“That was last year, when we were idiot juniors,” he counters without pulling away, obviously enjoying her attention but not willing to give up the fight. “What about the puncture marks on people’s wrists and ankles?” He traces the freckles on her face. “Are you so curious, you’re willing to break our promise to Audrey about steering clear of drugs?”
“Aw, come on. There isn’t any proof that those are needle tracks,” Sunny answers with a pout. “If there even are puncture marks. Other than a few flaky pictures online, there’s nothing legit, like police or doctor reports. I get the feeling all of it’s nut-buck. But if it makes you feel better, I brought bottled water and granola bars in my bag. We won’t eat or drink nothing there. I’ve got this covered.”
The nervous kinks in my neck spread to my shoulders, my concern metastasizing by the second. I attempt to focus on Sunny’s face instead of her wig’s fiber-optic acrobatics. “Look, what makes you think the driver will take all of us? He probably has a passenger manifest or something . . . some way to know how many people he’s supposed to pick up. As good as you are at snooping, I doubt you’re the first one to ever come up with this trick.”
“She’s got ya there, Sunspot.” Quan steps back and takes out his phone, punching the keypad on his screen. “Let’s call another taxi and get the heck out of Dodge.”
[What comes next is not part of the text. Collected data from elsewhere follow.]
//! Activity feed entries shown on the operator dashboard.

use chrono::{DateTime, Utc};
use serde::{Deserialize, Serialize};
use utoipa::ToSchema;

use super::ChangeEvent;

/// Kind of activity an entry represents.
///
/// Mirrors the four change-feed streams: page views, click-counter
/// updates, generic user events, and conversions.
#[derive(Debug, Clone, Copy, PartialEq, Eq, Hash, Serialize, Deserialize, ToSchema)]
#[serde(rename_all = "snake_case")]
pub enum ActivityKind {
    /// A page view was recorded.
    View,
    /// A click counter was incremented.
    Click,
    /// A generic user event was recorded.
    Event,
    /// A conversion was recorded.
    Conversion,
}

impl ActivityKind {
    /// Returns the kind as a static string slice.
    #[must_use]
    pub const fn as_str(&self) -> &'static str {
        match self {
            Self::View => "view",
            Self::Click => "click",
            Self::Event => "event",
            Self::Conversion => "conversion",
        }
    }

    /// Parses a kind from its wire string. Returns `None` for unknown input.
    #[must_use]
    pub fn parse(s: &str) -> Option<Self> {
        match s {
            "view" => Some(Self::View),
            "click" => Some(Self::Click),
            "event" => Some(Self::Event),
            "conversion" => Some(Self::Conversion),
            _ => None,
        }
    }
}

/// One entry in the bounded recent-activity list.
///
/// Immutable once created. Entries are built from change events (or read
/// back from the activity table when seeding) so that replaying the same
/// event sequence reproduces the same entries.
#[derive(Debug, Clone, PartialEq, Eq, Serialize)]
pub struct ActivityEntry {
    /// Entry identifier, shared with the change event that produced it.
    pub id: uuid::Uuid,
    /// Activity kind.
    pub kind: ActivityKind,
    /// Time the underlying signal was recorded.
    pub timestamp: DateTime<Utc>,
    /// Short human-readable description.
    pub details: String,
}

impl ActivityEntry {
    /// Builds the entry corresponding to a change event.
    ///
    /// Deterministic: the id and timestamp come from the event itself,
    /// never from the clock at fold time.
    #[must_use]
    pub fn from_change(event: &ChangeEvent) -> Self {
        let details = match event {
            ChangeEvent::ViewRecorded { page, .. } => page.clone(),
            ChangeEvent::EventRecorded { name, details, .. } => {
                if details.is_empty() {
                    name.clone()
                } else {
                    format!("{name}: {details}")
                }
            }
            ChangeEvent::ClickCounterUpdated {
                target,
                old_value,
                new_value,
                ..
            } => format!("{target} +{}", new_value.saturating_sub(*old_value)),
            ChangeEvent::ConversionRecorded { goal, .. } => goal.clone(),
        };

        Self {
            id: event.entry_id(),
            kind: event.kind(),
            timestamp: event.timestamp(),
            details,
        }
    }
}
Sunny grabs his phone and drops it in her purse next to her stolen e-cig atomizer. “No. It’s time we get to the bottom of this. Someone’s been creeping on Rune. And they want her at that party so much they got her a dress. If they want her that bad, they’ll take us, too. We’re a package deal. I’m gonna make that real clear.”
“Well, I guess we’re about to find out how convincing you can be,” Jax murmurs, a car’s approaching headlights brightening his worried face.
With a trembling finger, I activate my phone’s screen: 6:30 . . . on the dot.
My companions and I share a collective gasp as a charcoal-gray hearse coasts to a stop at the curb next to us. Long, black-tinted windows reflect our astonished expressions like mirrors.
The driver—a pudgy man with gopher-like features and a red velvet suit that belongs on a circus ringmaster—steps out and asks to see our wristbands in a nasally voice. He studies my friends’ fake invites longer than I like, spurring a hammering sensation at my pulse points. Trying to look nonchalant, I concentrate on our reflections in the window. An amber ring glints inside my green irises and my cheeks are flushed—like when music is burbling inside me. But that’s impossible. I don’t feel the need to sing. I do, however, feel hungry.
The auras around Quan’s and Jax’s heads draw my attention—that same grayish-yellow glow Ben had before I nearly sucked the life from him. I stifle a moan. Is it possible? Is my appetite triggered by their anxiety? Repulsed, I break the connection by shifting my gaze to the ground.
Whipping out a cell phone, the driver walks to the other side of the hearse and makes a call, mumbling in French.
I can only translate snippets:
“Yes, she’s here . . . unquestionably ours . . . three others—all underage . . . no, not any indication of . . . sure, sure . . . more for everyone. Understood . . . I’ll keep them together. Yes, sir . . . will do.”
The driver tucks his phone away, and without another word, indicates a shoe box of blindfolds and terry cloth headbands in the passenger seat. Instead of running like any sane person would, we meet one another’s gazes as the driver has us turn our backs to him so he can secure our wrists with the headbands, winding them around until we’re handcuffed.
“So you don’t get the bright idea of peeking while I’m driving,” he explains in English frothed by a thick French accent.
Next, he ties a blindfold in place on each of us, then rests a gloved palm atop our heads so we don’t graze our scalps on the doorframe as we tumble like a line of dominoes into the backseat. After a chain reaction of car doors closing, the motor shudders to life, humming through our bones. The car freshener—a stale mix of pine and cinnamon—chokes me as I sit, hands tied behind my back and sandwiched between Sunny and Jax, headed to a party that will either be the beginning . . . or the end—of everything.
16
AN EXQUISITE NIGHTMARE
“There is no exquisite beauty without some strangeness in the proportion.”
Edgar Allan Poe
Thorn had spent many years in this sitting room, one story above the club’s main floor, but he’d never felt so alien here.